Saved data entries
= Beginning of Section =

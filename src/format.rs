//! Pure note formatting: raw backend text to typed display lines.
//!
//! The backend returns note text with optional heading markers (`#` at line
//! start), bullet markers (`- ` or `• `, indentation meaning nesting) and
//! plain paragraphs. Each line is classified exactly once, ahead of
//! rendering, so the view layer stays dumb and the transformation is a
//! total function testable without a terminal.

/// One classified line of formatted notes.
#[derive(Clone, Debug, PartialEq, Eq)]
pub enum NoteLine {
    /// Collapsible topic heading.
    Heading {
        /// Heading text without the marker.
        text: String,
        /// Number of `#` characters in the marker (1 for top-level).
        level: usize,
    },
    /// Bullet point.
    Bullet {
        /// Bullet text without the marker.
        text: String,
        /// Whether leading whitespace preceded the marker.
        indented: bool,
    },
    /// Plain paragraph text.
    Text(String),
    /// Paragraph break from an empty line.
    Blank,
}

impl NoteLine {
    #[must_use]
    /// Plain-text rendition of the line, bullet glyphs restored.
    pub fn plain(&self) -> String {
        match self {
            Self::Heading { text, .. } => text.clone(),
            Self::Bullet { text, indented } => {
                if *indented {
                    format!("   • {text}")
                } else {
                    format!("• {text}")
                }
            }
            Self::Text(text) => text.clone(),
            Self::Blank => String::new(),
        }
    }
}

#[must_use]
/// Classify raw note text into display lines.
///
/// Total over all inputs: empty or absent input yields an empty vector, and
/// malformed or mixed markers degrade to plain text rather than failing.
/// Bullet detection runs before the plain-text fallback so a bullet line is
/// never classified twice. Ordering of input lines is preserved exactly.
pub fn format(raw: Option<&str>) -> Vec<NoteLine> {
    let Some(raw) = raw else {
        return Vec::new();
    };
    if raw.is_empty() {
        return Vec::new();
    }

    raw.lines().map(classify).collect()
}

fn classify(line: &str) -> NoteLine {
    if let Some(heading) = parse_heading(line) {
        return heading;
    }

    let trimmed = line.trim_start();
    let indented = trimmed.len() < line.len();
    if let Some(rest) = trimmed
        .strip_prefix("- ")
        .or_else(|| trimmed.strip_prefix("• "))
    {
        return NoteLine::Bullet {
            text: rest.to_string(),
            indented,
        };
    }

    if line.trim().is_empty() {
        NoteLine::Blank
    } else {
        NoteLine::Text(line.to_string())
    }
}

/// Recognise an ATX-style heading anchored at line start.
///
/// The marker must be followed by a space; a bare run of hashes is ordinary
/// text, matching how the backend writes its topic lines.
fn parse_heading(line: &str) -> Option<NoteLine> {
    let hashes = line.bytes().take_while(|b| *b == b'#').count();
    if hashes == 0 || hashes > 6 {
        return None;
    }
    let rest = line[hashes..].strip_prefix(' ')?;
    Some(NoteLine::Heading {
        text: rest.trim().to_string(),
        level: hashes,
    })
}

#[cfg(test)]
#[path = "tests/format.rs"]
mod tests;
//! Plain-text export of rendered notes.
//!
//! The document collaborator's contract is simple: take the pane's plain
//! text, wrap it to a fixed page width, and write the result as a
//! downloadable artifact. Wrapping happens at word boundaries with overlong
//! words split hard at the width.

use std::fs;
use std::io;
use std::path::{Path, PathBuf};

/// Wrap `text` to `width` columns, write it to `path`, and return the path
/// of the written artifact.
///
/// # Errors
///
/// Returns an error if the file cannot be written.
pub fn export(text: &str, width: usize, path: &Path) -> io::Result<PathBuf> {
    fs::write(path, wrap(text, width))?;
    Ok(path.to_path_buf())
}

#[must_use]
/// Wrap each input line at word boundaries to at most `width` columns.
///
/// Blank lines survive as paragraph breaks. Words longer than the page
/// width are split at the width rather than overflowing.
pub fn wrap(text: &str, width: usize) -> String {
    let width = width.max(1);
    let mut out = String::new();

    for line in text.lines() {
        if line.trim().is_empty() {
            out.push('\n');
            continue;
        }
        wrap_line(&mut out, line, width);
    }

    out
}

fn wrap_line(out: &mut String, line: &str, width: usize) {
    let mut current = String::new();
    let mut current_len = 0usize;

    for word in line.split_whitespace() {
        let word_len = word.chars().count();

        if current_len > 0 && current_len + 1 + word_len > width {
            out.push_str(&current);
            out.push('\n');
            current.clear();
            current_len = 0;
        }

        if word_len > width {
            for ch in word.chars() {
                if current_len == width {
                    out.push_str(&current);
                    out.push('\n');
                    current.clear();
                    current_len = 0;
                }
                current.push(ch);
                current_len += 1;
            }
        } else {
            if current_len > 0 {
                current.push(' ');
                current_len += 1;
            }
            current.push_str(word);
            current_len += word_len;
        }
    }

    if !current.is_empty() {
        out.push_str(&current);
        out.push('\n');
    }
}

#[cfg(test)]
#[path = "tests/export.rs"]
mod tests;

= End of Section =

## WORK ITEM:
Each entry above needs to be retyped exactly.

## EXERCISE RESULT:
filename src/format.rs
//! Pure note formatting: raw backend text to typed display lines.
//!
//! The backend returns note text with optional heading markers (`#` at line
//! start), bullet markers (`- ` or `• `, indentation meaning nesting) and
//! plain paragraphs. Each line is classified exactly once, ahead of
//! rendering, so the view layer stays dumb and the transformation is a
//! total function testable without a terminal.

/// One classified line of formatted notes.
#[derive(Clone, Debug, PartialEq, Eq)]
pub enum NoteLine {
    /// Collapsible topic heading.
    Heading {
        /// Heading text without the marker.
        text: String,
        /// Number of `#` characters in the marker (1 for top-level).
        level: usize,
    },
    /// Bullet point.
    Bullet {
        /// Bullet text without the marker.
        text: String,
        /// Whether leading whitespace preceded the marker.
        indented: bool,
    },
    /// Plain paragraph text.
    Text(String),
    /// Paragraph break from an empty line.
    Blank,
}

impl NoteLine {
    #[must_use]
    /// Plain-text rendition of the line, bullet glyphs restored.
    pub fn plain(&self) -> String {
        match self {
            Self::Heading { text, .. } => text.clone(),
            Self::Bullet { text, indented } => {
                if *indented {
                    format!("   • {text}")
                } else {
                    format!("• {text}")
                }
            }
            Self::Text(text) => text.clone(),
            Self::Blank => String::new(),
        }
    }
}

#[must_use]
/// Classify raw note text into display lines.
///
/// Total over all inputs: empty or absent input yields an empty vector, and
/// malformed or mixed markers degrade to plain text rather than failing.
/// Bullet detection runs before the plain-text fallback so a bullet line is
/// never classified twice. Ordering of input lines is preserved exactly.
pub fn format(raw: Option<&str>) -> Vec<NoteLine> {
    let Some(raw) = raw else {
        return Vec::new();
    };
    if raw.is_empty() {
        return Vec::new();
    }

    raw.lines().map(classify).collect()
}

fn classify(line: &str) -> NoteLine {
    if let Some(heading) = parse_heading(line) {
        return heading;
    }

    let trimmed = line.trim_start();
    let indented = trimmed.len() < line.len();
    if let Some(rest) = trimmed
        .strip_prefix("- ")
        .or_else(|| trimmed.strip_prefix("• "))
    {
        return NoteLine::Bullet {
            text: rest.to_string(),
            indented,
        };
    }

    if line.trim().is_empty() {
        NoteLine::Blank
    } else {
        NoteLine::Text(line.to_string())
    }
}

/// Recognise an ATX-style heading anchored at line start.
///
/// The marker must be followed by a space; a bare run of hashes is ordinary
/// text, matching how the backend writes its topic lines.
fn parse_heading(line: &str) -> Option<NoteLine> {
    let hashes = line.bytes().take_while(|b| *b == b'#').count();
    if hashes == 0 || hashes > 6 {
        return None;
    }
    let rest = line[hashes..].strip_prefix(' ')?;
    Some(NoteLine::Heading {
        text: rest.trim().to_string(),
        level: hashes,
    })
}

#[cfg(test)]
#[path = "tests/format.rs"]
mod tests;
//! Plain-text export of rendered notes.
//!
//! The document collaborator's contract is simple: take the pane's plain
//! text, wrap it to a fixed page width, and write the result as a
//! downloadable artifact. Wrapping happens at word boundaries with overlong
//! words split hard at the width.

use std::fs;
use std::io;
use std::path::{Path, PathBuf};

/// Wrap `text` to `width` columns, write it to `path`, and return the path
/// of the written artifact.
///
/// # Errors
///
/// Returns an error if the file cannot be written.
pub fn export(text: &str, width: usize, path: &Path) -> io::Result<PathBuf> {
    fs::write(path, wrap(text, width))?;
    Ok(path.to_path_buf())
}

#[must_use]
/// Wrap each input line at word boundaries to at most `width` columns.
///
/// Blank lines survive as paragraph breaks. Words longer than the page
/// width are split at the width rather than overflowing.
pub fn wrap(text: &str, width: usize) -> String {
    let width = width.max(1);
    let mut out = String::new();

    for line in text.lines() {
        if line.trim().is_empty() {
            out.push('\n');
            continue;
        }
        wrap_line(&mut out, line, width);
    }

    out
}

fn wrap_line(out: &mut String, line: &str, width: usize) {
    let mut current = String::new();
    let mut current_len = 0usize;

    for word in line.split_whitespace() {
        let word_len = word.chars().count();

        if current_len > 0 && current_len + 1 + word_len > width {
            out.push_str(&current);
            out.push('\n');
            current.clear();
            current_len = 0;
        }

        if word_len > width {
            for ch in word.chars() {
                if current_len == width {
                    out.push_str(&current);
                    out.push('\n');
                    current.clear();
                    current_len = 0;
                }
                current.push(ch);
                current_len += 1;
            }
        } else {
            if current_len > 0 {
                current.push(' ');
                current_len += 1;
            }
            current.push_str(word);
            current_len += word_len;
        }
    }

    if !current.is_empty() {
        out.push_str(&current);
        out.push('\n');
    }
}

#[cfg(test)]
#[path = "tests/export.rs"]
mod tests;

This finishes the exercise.